Kami menulis fungsi `inspect_class` untuk melihat class Anda setelah selesai.

In [11]:
# Import scrapy library
import scrapy

# Create the spider class
class YourSpider(scrapy.Spider):
    name = "your_spider"
    # start_requests method
    def start_requests(self):
        pass
    # parse method
    def parse(self, response):
        pass

def inspect_class(c):
    newc = c()
    meths = dir(newc)
    if 'name' in meths:
        print("Your spider class name is:", newc.name)
    if 'from_crawler' in meths:
        print("It seems you have inherited methods from scrapy.Spider -- NICE!")
    else:
        print("Oh no! It doesn't seem that you are inheriting the methods from scrapy.Spider!!")
  
# Inspect Your Class
inspect_class(YourSpider)

Your spider class name is: your_spider
It seems you have inherited methods from scrapy.Spider -- NICE!


### Hurl the URLs

In [12]:
# Import scrapy library
import scrapy

# Create the spider class
class YourSpider( scrapy.Spider ):
    name = "your_spider"
    # start_requests method
    def start_requests( self ):
    urls = ["https://www.datacamp.com", "https://scrapy.org"]
    for url in urls:
        yield url
    
    # parse method
    def parse( self, response ):
        pass

def inspect_class( c ):
    newc = c()
    meths = dir( newc )
    if 'start_requests' in meths:
        print( "The start_requests method yields the following urls:" )
    for u in newc.start_requests():
        print(  "\t-", u )
  
# Inspect Your Class
inspect_class( YourSpider )

The start_requests method yields the following urls:
	- https://www.datacamp.com
	- https://scrapy.org


## Start Requests

### Self Referencing is Classy

Anda mungkin telah memperhatikan bahwa di dalam class spider, kami selalu memasukkan argumen `self` dalam metode `start_requests` dan `parse`.

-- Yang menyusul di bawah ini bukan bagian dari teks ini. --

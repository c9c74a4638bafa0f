//! Bump-pointer allocator with LIFO reclamation.

use super::Allocator;
use crate::block::MemoryBlock;
use crate::source::MemorySource;
use crate::utils::checked_align_up;

/// Bump-pointer allocator over a memory source.
///
/// Allocation advances a single cursor through the source; deallocation is
/// accepted only for the most recently allocated block, enforcing strict
/// LIFO discipline. Refusing an out-of-order deallocation is the intended
/// behavior of a stack allocator, not an error to recover from: the
/// caller either releases in reverse order or tears everything down with
/// [`deallocate_all`](StackAllocator::deallocate_all).
///
/// Each allocation advances the cursor by the request rounded up to the
/// source alignment, so every block starts on an aligned address; the
/// block itself records the unrounded size the caller asked for.
///
/// The cursor is an offset from the source base rather than an absolute
/// address, so an allocator that owns its source (including an
/// [`InlineMemory`](crate::source::InlineMemory)) stays valid when the
/// value moves.
pub struct StackAllocator<S: MemorySource> {
    source: S,
    cursor: usize,
}

impl<S: MemorySource> StackAllocator<S> {
    pub fn new(source: S) -> Self {
        Self { source, cursor: 0 }
    }

    /// Consumes the entire remaining capacity as a single block.
    pub fn allocate_all(&mut self) -> MemoryBlock {
        let remaining = self.available();
        if remaining == 0 {
            return MemoryBlock::EMPTY;
        }
        let ptr = (self.source.as_ptr() as usize + self.cursor) as *mut u8;
        self.cursor = self.source.size();
        MemoryBlock::new(ptr, remaining)
    }

    /// Resets the cursor to the source base, reclaiming everything at
    /// once. Memory is not zeroed.
    ///
    /// # Safety
    ///
    /// Invalidates every block previously issued by this allocator; the
    /// caller must not use any of them afterwards.
    pub unsafe fn deallocate_all(&mut self) {
        self.cursor = 0;
    }

    /// Bytes consumed so far, including alignment padding.
    pub fn used(&self) -> usize {
        self.cursor
    }

    /// Bytes still available. `used() + available()` always equals
    /// [`capacity`](StackAllocator::capacity).
    pub fn available(&self) -> usize {
        self.source.size() - self.cursor
    }

    /// Total capacity, i.e. the source size.
    pub fn capacity(&self) -> usize {
        self.source.size()
    }

    /// Alignment every block start is rounded to.
    pub fn alignment(&self) -> usize {
        self.source.alignment()
    }

    /// The source this allocator carves from.
    pub fn source(&self) -> &S {
        &self.source
    }

    /// The request rounded up to the source alignment; `None` on wrap.
    fn aligned_request(&self, size: usize) -> Option<usize> {
        checked_align_up(size, self.source.alignment().max(1))
    }
}

impl<S: MemorySource> Allocator for StackAllocator<S> {
    fn allocate(&mut self, size: usize) -> MemoryBlock {
        if size == 0 {
            return MemoryBlock::EMPTY;
        }
        let Some(aligned) = self.aligned_request(size) else {
            return MemoryBlock::EMPTY;
        };
        if aligned > self.available() {
            #[cfg(feature = "logging")]
            tracing::debug!(
                size,
                available = self.available(),
                "stack allocator exhausted"
            );
            return MemoryBlock::EMPTY;
        }
        let ptr = (self.source.as_ptr() as usize + self.cursor) as *mut u8;
        self.cursor += aligned;
        MemoryBlock::new(ptr, size)
    }

    unsafe fn deallocate(&mut self, block: &mut MemoryBlock) -> bool {
        if !block.is_valid() {
            return false;
        }
        let base = self.source.as_ptr() as usize;
        let addr = block.ptr as usize;
        if addr < base {
            return false;
        }
        let offset = addr - base;
        let Some(aligned) = self.aligned_request(block.size) else {
            return false;
        };
        // Only the block sitting on top of the stack can be released.
        if offset.checked_add(aligned) != Some(self.cursor) {
            return false;
        }
        self.cursor = offset;
        block.reset();
        true
    }

    fn owns(&self, block: &MemoryBlock) -> bool {
        // Owned blocks lie inside the consumed region, below the cursor,
        // not in capacity that has yet to be handed out.
        self.source.owns_block(block)
            && (block.ptr as usize) < self.source.as_ptr() as usize + self.cursor
    }
}

#[cfg(test)]
mod tests {
    use super::*;
    use crate::source::{InlineMemory, NullMemory};

    #[test]
    fn allocations_are_lifo() {
        let region = InlineMemory::<256>::new();
        let mut stack = StackAllocator::new(&region);

        let mut first = stack.allocate(24);
        let mut second = stack.allocate(40);
        assert!(first.is_valid());
        assert!(second.is_valid());

        // SAFETY: both blocks came from this allocator.
        unsafe {
            assert!(!stack.deallocate(&mut first), "not the top of the stack");
            assert!(first.is_valid(), "refused block is untouched");

            assert!(stack.deallocate(&mut second));
            assert!(!second.is_valid());

            assert!(stack.deallocate(&mut first));
            assert!(!first.is_valid());
        }
        assert_eq!(stack.used(), 0);
    }

    #[test]
    fn cursor_advances_by_aligned_size() {
        let region = InlineMemory::<256>::new();
        let mut stack = StackAllocator::new(&region);

        let block = stack.allocate(10);
        assert_eq!(block.size, 10, "block records the requested size");
        assert_eq!(stack.used(), 16, "cursor advances by the aligned size");

        let next = stack.allocate(1);
        assert_eq!(next.ptr as usize % 16, 0);
    }

    #[test]
    fn used_plus_available_is_capacity() {
        let region = InlineMemory::<256>::new();
        let mut stack = StackAllocator::new(&region);

        for size in [1usize, 17, 40, 16, 200, 3] {
            let _ = stack.allocate(size);
            assert_eq!(stack.used() + stack.available(), stack.capacity());
        }
    }

    #[test]
    fn allocate_all_takes_the_rest() {
        let region = InlineMemory::<256>::new();
        let mut stack = StackAllocator::new(&region);

        let _ = stack.allocate(64);
        let rest = stack.allocate_all();
        assert!(rest.is_valid());
        assert_eq!(rest.size, 192);
        assert_eq!(stack.available(), 0);

        assert!(!stack.allocate(1).is_valid());
        assert!(!stack.allocate_all().is_valid());
    }

    #[test]
    fn deallocate_all_resets_the_cursor() {
        let region = InlineMemory::<256>::new();
        let mut stack = StackAllocator::new(&region);

        let _ = stack.allocate(64);
        let _ = stack.allocate(64);
        // SAFETY: the blocks above are dropped without further use.
        unsafe { stack.deallocate_all() };
        assert_eq!(stack.used(), 0);
        assert_eq!(stack.available(), 256);
    }

    #[test]
    fn ownership_stops_at_the_cursor() {
        let region = InlineMemory::<256>::new();
        let mut stack = StackAllocator::new(&region);

        let mut block = stack.allocate(32);
        assert!(stack.owns(&block));

        // A block forged inside the unconsumed capacity is not owned.
        let unconsumed = MemoryBlock::new((region.as_ptr() as usize + 128) as *mut u8, 16);
        assert!(!stack.owns(&unconsumed));

        // SAFETY: block came from this allocator.
        unsafe { stack.deallocate(&mut block) };
        assert!(!stack.owns(&block));
    }

    #[test]
    fn zero_size_and_oversized_requests_fail() {
        let region = InlineMemory::<64>::new();
        let mut stack = StackAllocator::new(&region);
        assert!(!stack.allocate(0).is_valid());
        assert!(!stack.allocate(65).is_valid());
        assert!(!stack.allocate(usize::MAX).is_valid());
    }

    #[test]
    fn empty_source_serves_nothing() {
        let mut stack = StackAllocator::new(NullMemory::new());
        assert!(!stack.allocate(1).is_valid());
        assert_eq!(stack.capacity(), 0);
    }

    #[test]
    fn owning_allocator_survives_a_move() {
        let mut stack = StackAllocator::new(InlineMemory::<64>::new());
        let _ = stack.allocate(16);

        let mut moved = stack;
        assert_eq!(moved.used(), 16);
        let block = moved.allocate(16);
        assert!(block.is_valid());
        assert!(moved.source().owns_block(&block));
    }
}
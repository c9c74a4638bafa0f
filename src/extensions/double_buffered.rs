//! Frame-scoped allocator that alternates between two stacks.

use crate::allocator::{Allocator, StackAllocator};
use crate::block::MemoryBlock;
use crate::source::HeapMemory;

/// Double-buffered frame allocator.
///
/// Holds two equally sized bump-pointer frames and serves every call from
/// the active one. At a frame boundary, [`swap_buffers`] activates the
/// other frame and resets it, so anything allocated during one frame stays
/// readable for exactly one more frame: the classic scheme for data
/// produced in frame N and consumed in frame N+1.
///
/// [`swap_buffers`]: DoubleBufferedAllocator::swap_buffers
pub struct DoubleBufferedAllocator {
    frames: [StackAllocator<HeapMemory>; 2],
    current: usize,
}

impl DoubleBufferedAllocator {
    /// Creates two heap-backed frames of `size_per_frame` bytes each.
    pub fn new(size_per_frame: usize) -> Self {
        Self {
            frames: [
                StackAllocator::new(HeapMemory::new(size_per_frame)),
                StackAllocator::new(HeapMemory::new(size_per_frame)),
            ],
            current: 0,
        }
    }

    /// Activates the other frame and reclaims everything in it.
    ///
    /// # Safety
    ///
    /// Invalidates every block allocated two swaps ago (the frame being
    /// activated is reset). The caller must not use those blocks
    /// afterwards; blocks from the frame just left stay readable until
    /// the next swap.
    pub unsafe fn swap_buffers(&mut self) {
        self.current ^= 1;
        // SAFETY: blocks in the newly activated frame date from its
        // previous occupancy; per the contract above they are out of use.
        unsafe { self.frames[self.current].deallocate_all() };
    }

    /// The frame currently serving allocations.
    pub fn current_frame(&self) -> &StackAllocator<HeapMemory> {
        &self.frames[self.current]
    }

    /// Capacity of one frame.
    pub fn frame_capacity(&self) -> usize {
        self.frames[0].capacity()
    }
}

impl Allocator for DoubleBufferedAllocator {
    fn allocate(&mut self, size: usize) -> MemoryBlock {
        self.frames[self.current].allocate(size)
    }

    unsafe fn deallocate(&mut self, block: &mut MemoryBlock) -> bool {
        // SAFETY: same contract, forwarded to the active frame.
        unsafe { self.frames[self.current].deallocate(block) }
    }

    fn owns(&self, block: &MemoryBlock) -> bool {
        self.frames[self.current].owns(block)
    }
}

Ini memungkinkan kita untuk referensi antar metode di dalam class. Yaitu, jika kita ingin merujuk ke metode `parse` dalam metode `start_requests`, kita perlu menulis `self.parse` daripada hanya `parse`; apa yang dilakukan `self` adalah memberi tahu kode: "Lihat di class yang sama dengan `start_requests` untuk metode yang disebut `parse` agar digunakan."

In [13]:
# Import scrapy library
import scrapy

# Create the spider class
class YourSpider( scrapy.Spider ):
    name = "your_spider"
    # start_requests method
    def start_requests( self ):
        self.print_msg( "Hello World!" )
    # parse method
    def parse( self, response ):
        pass
    # print_msg method
    def print_msg( self, msg ):
        print( "Calling start_requests in YourSpider prints out:", msg )

def inspect_class( c ):
    newc = c()
    try:
        newc.start_requests()
    except:
        print( "Oh No! Something is wrong with the code! Keep trying." )

# Inspect Your Class
inspect_class( YourSpider )

Calling start_requests in YourSpider prints out: Hello World!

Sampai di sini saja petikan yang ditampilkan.